KARACHI, July 3: More than 41,000 bank employees have been rendered jobless due to the closure of 1,800 branches of different banks in the country since 1998. This was observed by Dr Shahid Hassan Siddiqui, Chairman of the Research Institute of Islamic Banking and Finance, while speaking at the weekly lecture programme at the PPP Secretariat. This was the fourth lecture of its series. The sitting was presided over by Aftab Shabaan Mirani.

Terming the retrenchment unjustified, he remarked that if at all some people deserved to be sacked, they were not at all the employees, but the senior decision-makers in the banking sector who, in collusion with influential defaulters, had constantly been causing heavy losses to the banks and were responsible for more than Rs100 billion debts hence accumulated.

Hailing the policy under which banks had been nationalised in Zulfikar Ali Bhutto’s tenure, he said the policy had proved very successful till 1982 but Gen Ziaul Haq started using the nationalised banks for political gains in violation of all norms and practices of prudential banking.

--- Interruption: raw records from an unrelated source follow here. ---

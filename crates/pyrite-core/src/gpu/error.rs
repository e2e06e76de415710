// Copyright 2025 the Pyrite authors
//
// Licensed under the Apache License, Version 2.0 (the "License");
// you may not use this file except in compliance with the License.
// You may obtain a copy of the License at
//
//     http://www.apache.org/licenses/LICENSE-2.0
//
// Unless required by applicable law or agreed to in writing, software
// distributed under the License is distributed on an "AS IS" BASIS,
// WITHOUT WARRANTIES OR CONDITIONS OF ANY KIND, either express or implied.
// See the License for the specific language governing permissions and
// limitations under the License.

//! Defines the hierarchy of error types for the GPU subsystem.

use std::fmt;

/// An error related to the creation, loading, or compilation of a shader.
#[derive(Debug)]
pub enum ShaderError {
    /// The shader source could not be loaded from disk.
    LoadError {
        /// The path of the file that failed to load.
        path: String,
        /// The underlying I/O error, stringified.
        source_error: String,
    },
    /// The shader source failed to compile to bytecode.
    CompilationError {
        /// A descriptive label for the shader.
        label: String,
        /// The compiler's diagnostic text.
        details: String,
    },
}

impl fmt::Display for ShaderError {
    fn fmt(&self, f: &mut fmt::Formatter<'_>) -> fmt::Result {
        match self {
            ShaderError::LoadError { path, source_error } => {
                write!(
                    f,
                    "Failed to load shader source from '{path}': {source_error}"
                )
            }
            ShaderError::CompilationError { label, details } => {
                write!(f, "Shader compilation failed for '{label}': {details}")
            }
        }
    }
}

impl std::error::Error for ShaderError {}

/// A fatal error from the graphics device or its factories.
///
/// Device-level failures carry no recovery path: the only retry-like
/// behavior in the system is the backend's fallback from a hardware adapter
/// to the software (WARP) adapter during device creation.
#[derive(Debug)]
pub enum DeviceError {
    /// No usable adapter could be opened, hardware or software.
    CreationFailed(String),
    /// A GPU object factory call failed.
    ObjectCreationFailed {
        /// What was being created (e.g. "command queue").
        what: &'static str,
        /// Backend-specific detail, typically a stringified HRESULT.
        details: String,
    },
    /// A command submission or queue operation failed.
    SubmissionFailed(String),
}

impl fmt::Display for DeviceError {
    fn fmt(&self, f: &mut fmt::Formatter<'_>) -> fmt::Result {
        match self {
            DeviceError::CreationFailed(msg) => {
                write!(f, "Failed to create graphics device: {msg}")
            }
            DeviceError::ObjectCreationFailed { what, details } => {
                write!(f, "Failed to create {what}: {details}")
            }
            DeviceError::SubmissionFailed(msg) => {
                write!(f, "Command submission failed: {msg}")
            }
        }
    }
}

impl std::error::Error for DeviceError {}

/// An error related to the creation or use of a GPU resource.
#[derive(Debug)]
pub enum ResourceError {
    /// A shader-specific error occurred.
    Shader(ShaderError),
    /// The handle used to reference a resource is not live.
    InvalidHandle,
    /// An access landed outside the resource's bounds.
    OutOfBounds,
    /// An error originating from the backend implementation.
    BackendError(String),
}

impl fmt::Display for ResourceError {
    fn fmt(&self, f: &mut fmt::Formatter<'_>) -> fmt::Result {
        match self {
            ResourceError::Shader(err) => write!(f, "Shader resource error: {err}"),
            ResourceError::InvalidHandle => write!(f, "Invalid resource handle or ID."),
            ResourceError::OutOfBounds => write!(f, "Resource access out of bounds."),
            ResourceError::BackendError(msg) => {
                write!(f, "Backend-specific resource error: {msg}")
            }
        }
    }
}

impl std::error::Error for ResourceError {
    fn source(&self) -> Option<&(dyn std::error::Error + 'static)> {
        match self {
            ResourceError::Shader(err) => Some(err),
            _ => None,
        }
    }
}

impl From<ShaderError> for ResourceError {
    fn from(err: ShaderError) -> Self {
        ResourceError::Shader(err)
    }
}

/// A high-level error from the renderer or graphics device.
#[derive(Debug)]
pub enum RenderError {
    /// A failure occurred while bringing up the backend.
    InitializationFailed(String),
    /// A critical, unrecoverable rendering operation failed.
    RenderingFailed(String),
    /// An error occurred while managing a GPU resource.
    Resource(ResourceError),
    /// A device-level failure.
    Device(DeviceError),
}

impl fmt::Display for RenderError {
    fn fmt(&self, f: &mut fmt::Formatter<'_>) -> fmt::Result {
        match self {
            RenderError::InitializationFailed(msg) => {
                write!(f, "Failed to initialize renderer: {msg}")
            }
            RenderError::RenderingFailed(msg) => {
                write!(f, "A critical rendering operation failed: {msg}")
            }
            RenderError::Resource(err) => {
                write!(f, "Graphics resource operation failed: {err}")
            }
            RenderError::Device(err) => write!(f, "Graphics device failure: {err}"),
        }
    }
}

impl std::error::Error for RenderError {
    fn source(&self) -> Option<&(dyn std::error::Error + 'static)> {
        match self {
            RenderError::Resource(err) => Some(err),
            RenderError::Device(err) => Some(err),
            _ => None,
        }
    }
}

impl From<ResourceError> for RenderError {
    fn from(err: ResourceError) -> Self {
        RenderError::Resource(err)
    }
}

impl From<DeviceError> for RenderError {
    fn from(err: DeviceError) -> Self {
        RenderError::Device(err)
    }
}

impl From<ShaderError> for RenderError {
    fn from(err: ShaderError) -> Self {
        RenderError::Resource(ResourceError::Shader(err))
    }
}

#[cfg(test)]
mod tests {
    use super::*;
    use std::error::Error;

    #[test]
    fn shader_error_display() {
        let err = ShaderError::CompilationError {
            label: "pbr_vs".to_string(),
            details: "unexpected token at line 12".to_string(),
        };
        assert_eq!(
            format!("{err}"),
            "Shader compilation failed for 'pbr_vs': unexpected token at line 12"
        );
    }

    #[test]
    fn render_error_chains_sources() {
        let err: RenderError = ShaderError::LoadError {
            path: "assets/shaders/pbr.hlsl".to_string(),
            source_error: "No such file".to_string(),
        }
        .into();
        assert!(err.source().is_some());
        assert!(err.source().unwrap().source().is_some());
    }
}
// Copyright 2025 the Pyrite authors
//
// Licensed under the Apache License, Version 2.0 (the "License");
// you may not use this file except in compliance with the License.
// You may obtain a copy of the License at
//
//     http://www.apache.org/licenses/LICENSE-2.0
//
// Unless required by applicable law or agreed to in writing, software
// distributed under the License is distributed on an "AS IS" BASIS,
// WITHOUT WARRANTIES OR CONDITIONS OF ANY KIND, either express or implied.
// See the License for the specific language governing permissions and
// limitations under the License.

//! Mappings from the backend-agnostic enums to D3D12/DXGI constants.

use pyrite_core::gpu::{
    AddressMode, DescriptorHeapKind, FillMode, CullMode, FilterMode, IndexFormat,
    PrimitiveTopology, ResourceState, TextureFormat, VertexFormat,
};
use winapi::shared::dxgiformat;
use winapi::um::d3d12;

pub fn resource_state(state: ResourceState) -> d3d12::D3D12_RESOURCE_STATES {
    match state {
        ResourceState::Common => d3d12::D3D12_RESOURCE_STATE_COMMON,
        // PRESENT aliases COMMON in D3D12.
        ResourceState::Present => d3d12::D3D12_RESOURCE_STATE_PRESENT,
        ResourceState::RenderTarget => d3d12::D3D12_RESOURCE_STATE_RENDER_TARGET,
        ResourceState::DepthWrite => d3d12::D3D12_RESOURCE_STATE_DEPTH_WRITE,
        ResourceState::GenericRead => d3d12::D3D12_RESOURCE_STATE_GENERIC_READ,
        ResourceState::CopyDest => d3d12::D3D12_RESOURCE_STATE_COPY_DEST,
        ResourceState::PixelShaderResource => {
            d3d12::D3D12_RESOURCE_STATE_PIXEL_SHADER_RESOURCE
        }
    }
}

pub fn texture_format(format: TextureFormat) -> dxgiformat::DXGI_FORMAT {
    match format {
        TextureFormat::Rgba8Unorm => dxgiformat::DXGI_FORMAT_R8G8B8A8_UNORM,
        TextureFormat::D32Float => dxgiformat::DXGI_FORMAT_D32_FLOAT,
    }
}

pub fn heap_kind(kind: DescriptorHeapKind) -> d3d12::D3D12_DESCRIPTOR_HEAP_TYPE {
    match kind {
        DescriptorHeapKind::CbvSrvUav => d3d12::D3D12_DESCRIPTOR_HEAP_TYPE_CBV_SRV_UAV,
        DescriptorHeapKind::Rtv => d3d12::D3D12_DESCRIPTOR_HEAP_TYPE_RTV,
        DescriptorHeapKind::Dsv => d3d12::D3D12_DESCRIPTOR_HEAP_TYPE_DSV,
        DescriptorHeapKind::Sampler => d3d12::D3D12_DESCRIPTOR_HEAP_TYPE_SAMPLER,
    }
}

pub fn index_format(format: IndexFormat) -> dxgiformat::DXGI_FORMAT {
    match format {
        IndexFormat::Uint16 => dxgiformat::DXGI_FORMAT_R16_UINT,
        IndexFormat::Uint32 => dxgiformat::DXGI_FORMAT_R32_UINT,
    }
}

pub fn topology(topology: PrimitiveTopology) -> u32 {
    match topology {
        PrimitiveTopology::TriangleList => {
            winapi::um::d3dcommon::D3D_PRIMITIVE_TOPOLOGY_TRIANGLELIST
        }
        PrimitiveTopology::LineList => winapi::um::d3dcommon::D3D_PRIMITIVE_TOPOLOGY_LINELIST,
    }
}

pub fn topology_type(topology: PrimitiveTopology) -> d3d12::D3D12_PRIMITIVE_TOPOLOGY_TYPE {
    match topology {
        PrimitiveTopology::TriangleList => d3d12::D3D12_PRIMITIVE_TOPOLOGY_TYPE_TRIANGLE,
        PrimitiveTopology::LineList => d3d12::D3D12_PRIMITIVE_TOPOLOGY_TYPE_LINE,
    }
}

pub fn fill_mode(mode: FillMode) -> d3d12::D3D12_FILL_MODE {
    match mode {
        FillMode::Solid => d3d12::D3D12_FILL_MODE_SOLID,
        FillMode::Wireframe => d3d12::D3D12_FILL_MODE_WIREFRAME,
    }
}

pub fn cull_mode(mode: CullMode) -> d3d12::D3D12_CULL_MODE {
    match mode {
        CullMode::None => d3d12::D3D12_CULL_MODE_NONE,
        CullMode::Back => d3d12::D3D12_CULL_MODE_BACK,
    }
}

pub fn vertex_format(format: VertexFormat) -> dxgiformat::DXGI_FORMAT {
    match format {
        VertexFormat::Float32x2 => dxgiformat::DXGI_FORMAT_R32G32_FLOAT,
        VertexFormat::Float32x3 => dxgiformat::DXGI_FORMAT_R32G32B32_FLOAT,
    }
}

pub fn filter(mode: FilterMode) -> d3d12::D3D12_FILTER {
    match mode {
        FilterMode::Nearest => d3d12::D3D12_FILTER_MIN_MAG_MIP_POINT,
        FilterMode::Linear => d3d12::D3D12_FILTER_MIN_MAG_MIP_LINEAR,
    }
}

pub fn address_mode(mode: AddressMode) -> d3d12::D3D12_TEXTURE_ADDRESS_MODE {
    match mode {
        AddressMode::Wrap => d3d12::D3D12_TEXTURE_ADDRESS_MODE_WRAP,
        AddressMode::Clamp => d3d12::D3D12_TEXTURE_ADDRESS_MODE_CLAMP,
    }
}

/// Encodes a path or name for APIs taking wide strings.
pub fn to_wide(s: &std::ffi::OsStr) -> Vec<u16> {
    use std::os::windows::ffi::OsStrExt;
    s.encode_wide().chain(std::iter::once(0)).collect()
}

The 12 private banks that had been on the verge of closure in Bhutto’s government had been merged with major banks for safeguarding the depositors’ interests, he observed while advocating the nationalisation of banks in 1974.

More than 4, 000 new bank branches had been opened, many of them in the remote areas of the country and about 45, 000 new jobs had thus been created till 1982.

Dr Siddiqui said that banks were now being privatised through shady deals and the new owners had already closed down several branches, rendering many people jobless and depriving depositors of their savings.

He recalled that Gen Pervez Musharraf, in his first speech, had warned bank loan defaulters to clear their dues within four weeks but the ultimatum period had never ended.

The government and the State Bank had rather started writing off the bank loans with an accelerated pace, he wondered.

The beneficiaries of such ‘economic measures’ were billionaires and those who had acquired huge loans many a times but never paid them off.

The figure of loan recovery and rescheduled loans given by the NAB appeared to be 135 billion and but a State Bank report put the amount of total recovery and rescheduled loans through NAB at just Rs17 billion.

Quoting extensively from the figures given by the State Bank in its various reports, Dr Siddiqui claimed that there had been an unbridled loot and exploitation of millions of bank depositors since 1998.

The figures showed that besides financing the black-marketing, property accumulation in the hands of the elite, windfall gains by speculators in the stock exchange, etc., the banks had transferred more than 700 billion of their depositors’ money to the exploiters.

The depositors who were receiving at least three per cent in interest above the inflation rate in 1998, were now receiving six per cent below the declared rate of inflation in spite of the fact that the State Bank had directed that the return on deposits should be maintained at a minimum level of 1 per cent above the declared inflation rate.

“If 90 per cent of the saving deposits are on profit- and loss-sharing basis, why the Rs93 billion profit earned by the banks this year and the profit earned earlier had not been shared with the depositors?

“If the directives of the State Bank to pay a minimum of 1per cent above the inflation rate were followed, the banks would have paid an additional Rs100 billion to the depositors, evaporating the ‘spectacular profits and progress’ shown by them in thin air,” Dr. Siddiqui argued.

In his concluding remarks, Aftab Shaaban Mirani said that Dr Shahid Hassan’s lecture appeared to be ‘timely’ since it would not take too long now that an elected government would take corrective measures in the banking sector on a large scale.

He pointed out that professionalism and application of prudential banking practices were a pre-requisite both in the public and the private sector banks.

Advocating extension of credits to the agriculture sector and small farmers, he said that the two deserving fields stood completely excluded from the network of these financial services at present.